As can be seen from the above description, Policy evaluation is a child problem of Policy iteration.

2 Solution:

Give the simplest policy (such as the random policy above), and then evaluation the policy (this step takes many rounds) and policy improvement (for example, the second column above, greedy Policy).

Then iterate over the process above, that is, iterate policy evaluation/policy improvement.

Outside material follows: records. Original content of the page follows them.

//! [`User`]-related definitions.

use common::DateTime;
use derive_more::{AsRef, Display, From, Into};
use futures::{future, TryFutureExt as _};
use juniper::{graphql_object, GraphQLEnum, GraphQLScalar};
use service::{domain, query, Query};
use tokio::sync::OnceCell;
use uuid::Uuid;

use crate::{
    api::{self, scalar},
    AsError, Context, Error,
};

/// A [`User`] of the system.
#[derive(Clone, Debug, From)]
pub struct User {
    /// ID of this [`User`].
    pub id: Id,

    /// [`domain::User`] representing this [`User`].
    user: OnceCell<domain::User>,
}

impl From<domain::User> for User {
    fn from(user: domain::User) -> Self {
        Self {
            id: user.id.into(),
            user: OnceCell::new_with(Some(user)),
        }
    }
}

impl User {
    /// Creates a new [`User`] with the provided ID.
    ///
    /// # Safety
    ///
    /// Caller must ensure that [`User`] with the provided ID exists,
    /// otherwise accessing this [`User`] will result with an error.
    #[expect(unsafe_code, reason = "bypass")]
    #[must_use]
    pub unsafe fn new_unchecked(id: impl Into<Id>) -> Self {
        Self {
            id: id.into(),
            user: OnceCell::new(),
        }
    }

    /// Returns the [`domain::User`] representing this [`User`].
    ///
    /// # Errors
    ///
    /// Error if the [`domain::User`] doesn't exist.
    async fn user(&self, ctx: &Context) -> Result<&domain::User, Error> {
        let id = self.id.into();
        self.user
            .get_or_try_init(|| {
                ctx.service()
                    .execute(query::user::ById::by(id))
                    .map_err(AsError::into_error)
                    .map_err(ctx.error())
                    .and_then(|u| {
                        future::ready(u.ok_or_else(|| {
                            api::query::UserError::NotExists.into()
                        }))
                    })
            })
            .await
    }
}

/// A `User` of the system.
#[graphql_object(context = Context)]
impl User {
    /// Unique identifier of this `User`.
    #[tracing::instrument(
        skip_all,
        fields(
            gql.name = "User.id",
            otel.name = api::Query::SPAN_NAME,
        ),
    )]
    pub fn id(&self) -> Id {
        self.id
    }

    /// Name of this `User`.
    #[tracing::instrument(
        skip_all,
        fields(
            gql.name = "User.name",
            otel.name = api::Query::SPAN_NAME,
        ),
    )]
    pub async fn name(&self, ctx: &Context) -> Result<Name, Error> {
        Ok(self.user(ctx).await?.name.clone().into())
    }

    /// Email of this `User`, serving as the login.
    ///
    /// Visible to this `User` only.
    #[tracing::instrument(
        skip_all,
        fields(
            gql.name = "User.email",
            otel.name = api::Query::SPAN_NAME,
        ),
    )]
    pub async fn email(&self, ctx: &Context) -> Result<Option<Email>, Error> {
        let my_id = ctx.try_current_session().await?.map(|s| s.user_id);

        Ok(if Some(self.id) == my_id {
            Some(self.user(ctx).await?.email.clone().into())
        } else {
            None
        })
    }

    /// Role of this `User`.
    #[tracing::instrument(
        skip_all,
        fields(
            gql.name = "User.role",
            otel.name = api::Query::SPAN_NAME,
        ),
    )]
    pub async fn role(&self, ctx: &Context) -> Result<Role, Error> {
        Ok(self.user(ctx).await?.role.into())
    }

    /// Age of this `User`, in full years.
    ///
    /// Collected for patients only.
    #[tracing::instrument(
        skip_all,
        fields(
            gql.name = "User.age",
            otel.name = api::Query::SPAN_NAME,
        ),
    )]
    pub async fn age(&self, ctx: &Context) -> Result<Option<i32>, Error> {
        Ok(self
            .user(ctx)
            .await?
            .age
            .map(|age| i32::from(i16::from(age))))
    }

    /// Gender of this `User`.
    ///
    /// Collected for patients only.
    #[tracing::instrument(
        skip_all,
        fields(
            gql.name = "User.gender",
            otel.name = api::Query::SPAN_NAME,
        ),
    )]
    pub async fn gender(&self, ctx: &Context) -> Result<Option<Gender>, Error> {
        Ok(self.user(ctx).await?.gender.map(Into::into))
    }

    /// URL of this `User`'s profile image.
    #[tracing::instrument(
        skip_all,
        fields(
            gql.name = "User.imageUrl",
            otel.name = api::Query::SPAN_NAME,
        ),
    )]
    pub async fn image_url(
        &self,
        ctx: &Context,
    ) -> Result<Option<ImageUrl>, Error> {
        Ok(self.user(ctx).await?.image_url.clone().map(Into::into))
    }

    /// `Doctor` directory entry of this `User`, if it is a doctor.
    #[tracing::instrument(
        skip_all,
        fields(
            gql.name = "User.doctor",
            otel.name = api::Query::SPAN_NAME,
        ),
    )]
    pub async fn doctor(
        &self,
        ctx: &Context,
    ) -> Result<Option<api::Doctor>, Error> {
        ctx.service()
            .execute(query::doctor::ByUserId::by(self.id.into()))
            .await
            .map_err(AsError::into_error)
            .map_err(ctx.error())
            .map(|d| d.map(Into::into))
    }

    /// `DateTime` when this `User` was created.
    #[tracing::instrument(
        skip_all,
        fields(
            gql.name = "User.createdAt",
            otel.name = api::Query::SPAN_NAME,
        ),
    )]
    pub async fn created_at(&self, ctx: &Context) -> Result<DateTime, Error> {
        Ok(self.user(ctx).await?.created_at.coerce())
    }
}

/// Unique identifier of a `User`.
#[derive(
    Clone, Copy, Debug, Display, Eq, From, GraphQLScalar, Into, PartialEq,
)]
#[from(domain::user::Id)]
#[into(domain::user::Id)]
#[graphql(name = "UserId", transparent)]
pub struct Id(Uuid);

/// Role of a `User` on the platform.
#[derive(Clone, Copy, Debug, Eq, GraphQLEnum, PartialEq)]
#[graphql(name = "UserRole")]
pub enum Role {
    /// A practicing doctor listed in the directory.
    Doctor,

    /// A patient.
    Patient,
}

impl From<domain::user::Role> for Role {
    fn from(role: domain::user::Role) -> Self {
        match role {
            domain::user::Role::Doctor => Self::Doctor,
            domain::user::Role::Patient => Self::Patient,
        }
    }
}

impl From<Role> for domain::user::Role {
    fn from(role: Role) -> Self {
        match role {
            Role::Doctor => Self::Doctor,
            Role::Patient => Self::Patient,
        }
    }
}

/// Gender of a `User`.
#[derive(Clone, Copy, Debug, Eq, GraphQLEnum, PartialEq)]
#[graphql(name = "UserGender")]
pub enum Gender {
    /// Male.
    Male,

    /// Female.
    Female,

    /// Any other or undisclosed gender.
    Other,
}

impl From<domain::user::Gender> for Gender {
    fn from(gender: domain::user::Gender) -> Self {
        match gender {
            domain::user::Gender::Male => Self::Male,
            domain::user::Gender::Female => Self::Female,
            domain::user::Gender::Other => Self::Other,
        }
    }
}

impl From<Gender> for domain::user::Gender {
    fn from(gender: Gender) -> Self {
        match gender {
            Gender::Male => Self::Male,
            Gender::Female => Self::Female,
            Gender::Other => Self::Other,
        }
    }
}

/// Name of a `User`.
#[derive(AsRef, Clone, Debug, Display, From, GraphQLScalar, Into)]
#[graphql(
    name = "UserName",
    with = scalar::Via::<domain::user::Name>,
)]
pub struct Name(domain::user::Name);

/// Password of a `User`.
#[derive(AsRef, Clone, Debug, From, GraphQLScalar, Into)]
#[graphql(
    name = "UserPassword",
    with = scalar::Via::<domain::user::Password>,
)]
pub struct Password(domain::user::Password);

/// Email of a `User`.
#[derive(AsRef, Clone, Debug, Display, From, GraphQLScalar, Into)]
#[graphql(
    name = "UserEmail",
    with = scalar::Via::<domain::user::Email>,
)]
pub struct Email(domain::user::Email);

/// Phone of a `User`.
#[derive(AsRef, Clone, Debug, Display, From, GraphQLScalar, Into)]
#[graphql(
    name = "UserPhone",
    with = scalar::Via::<domain::user::Phone>,
)]
pub struct Phone(domain::user::Phone);

/// URL of a `User`'s profile image.
#[derive(AsRef, Clone, Debug, Display, From, GraphQLScalar, Into)]
#[graphql(
    name = "UserImageUrl",
    with = scalar::Via::<domain::user::ImageUrl>,
)]
pub struct ImageUrl(domain::user::ImageUrl);

pub mod session {
    //! [`Session`]-related definitions.
    //!
    //! [`Session`]: crate::Session

    use common::DateTime;
    use derive_more::{AsRef, From, Into};
    use juniper::{GraphQLObject, GraphQLScalar};
    use service::{command, domain};

    use crate::{
        api::{self, scalar},
        Context,
    };

    /// `Session` access token.
    #[derive(AsRef, Clone, Debug, From, GraphQLScalar, Into)]
    #[graphql(
        name = "UserAuthToken",
        with = scalar::Via::<domain::user::session::Token>,
    )]
    pub struct Token(domain::user::session::Token);

    /// Result of a `Session` creation.
    #[derive(Clone, Debug, From, GraphQLObject)]
    #[graphql(context = Context, name = "CreateSessionResult")]
    pub struct CreateResult {
        /// Access token of the created `Session`.
        pub token: Token,

        /// `User` associated with the created `Session`.
        pub user: api::User,

        /// `DateTime` when the created `Session` expires.
        pub expires_at: DateTime,
    }

    impl From<command::create_user_session::Output> for CreateResult {
        fn from(output: command::create_user_session::Output) -> Self {
            let command::create_user_session::Output {
                token,
                user,
                expires_at,
            } = output;
            Self {
                token: token.into(),
                user: user.into(),
                expires_at: expires_at.coerce(),
            }
        }
    }
}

(Policy evaluation need a lot of wheels to stabilize, if only policy evaluation, you must wait for vπ stability, but here, you may only need to take a few steps, such as the second column above, evaluation cycle to k=3 after doing policy Improvement, we can get the best policyπ*. But in practice often do not know evaluation should circulate a few rounds, this can first cycle 5 or 10 rounds of evaluation, and then carry out policy improvement, after the improved policy again 5 or 10 rounds of evaluation , and then proceed to policy improvement. )

3) Examples:

The second column above.

Value Iteration

1) To solve the problem:

Like policy iteration, only MDP are given, and the optimal policyπ* for the MDP is found, and the π* is given the optimal value vπ* in each state.

2 Solution:

You can follow the policy iteration method, but only round the policy evaluation phase, then immediately policy improvement "This scheme is value iteration".

Using the partial order relationship of optimal policy:

Thus, as soon as we know the solution to Sub-problems v∗ (s), the solution of v∗ (s) can be obtained by one-step Look-ahead:

The idea of value iteration are to apply these updates iteratively:

3) Benefits:

More intuitive: Intuition:start with final rewards and work backwards

Still works with loopy, stochastic MDPs

Unlike policy iteration, there is no explicit policy (intermediate value functions may not correspond to any policy)

4 Disadvantage: Because the start with final rewards and work backwards, and can only look-ahead one step at a time, so intuitively, the number of cycles will be very large to converge to the optimal strategy.

4) Examples:

Finally, the summary of synchronous Dynamic programming algorithms is given:

Extensions to Dynamic programming

1) Asynchronous Dynamic programming

In-place Dynamic Programming
Prioritised sweeping
Real-time dynamic programming

2) Sample Backups

DP uses full-width backups, DP is effective for medium-sized problems (millions of States)
Every successor State and action is considered
Using knowledge of the MDP transitions and reward function

Using Sample Rewards and sample transitions <s, A, R, S ':
Model-free:no advance knowledge of MDP required
Breaks The curse of dimensionality through sampling
Cost ' backup is constant, independent of n= | s|

3) Approximate Dynamic programming

Note that the convergence of all the above methods has been proven, and not given here.

How do we know this value iteration converges to v∗?
Or that iterative policy evaluation converges to vπ?
and therefore that policy iteration converges to v∗?
Is the solution unique?
How fast does these algorithms converge?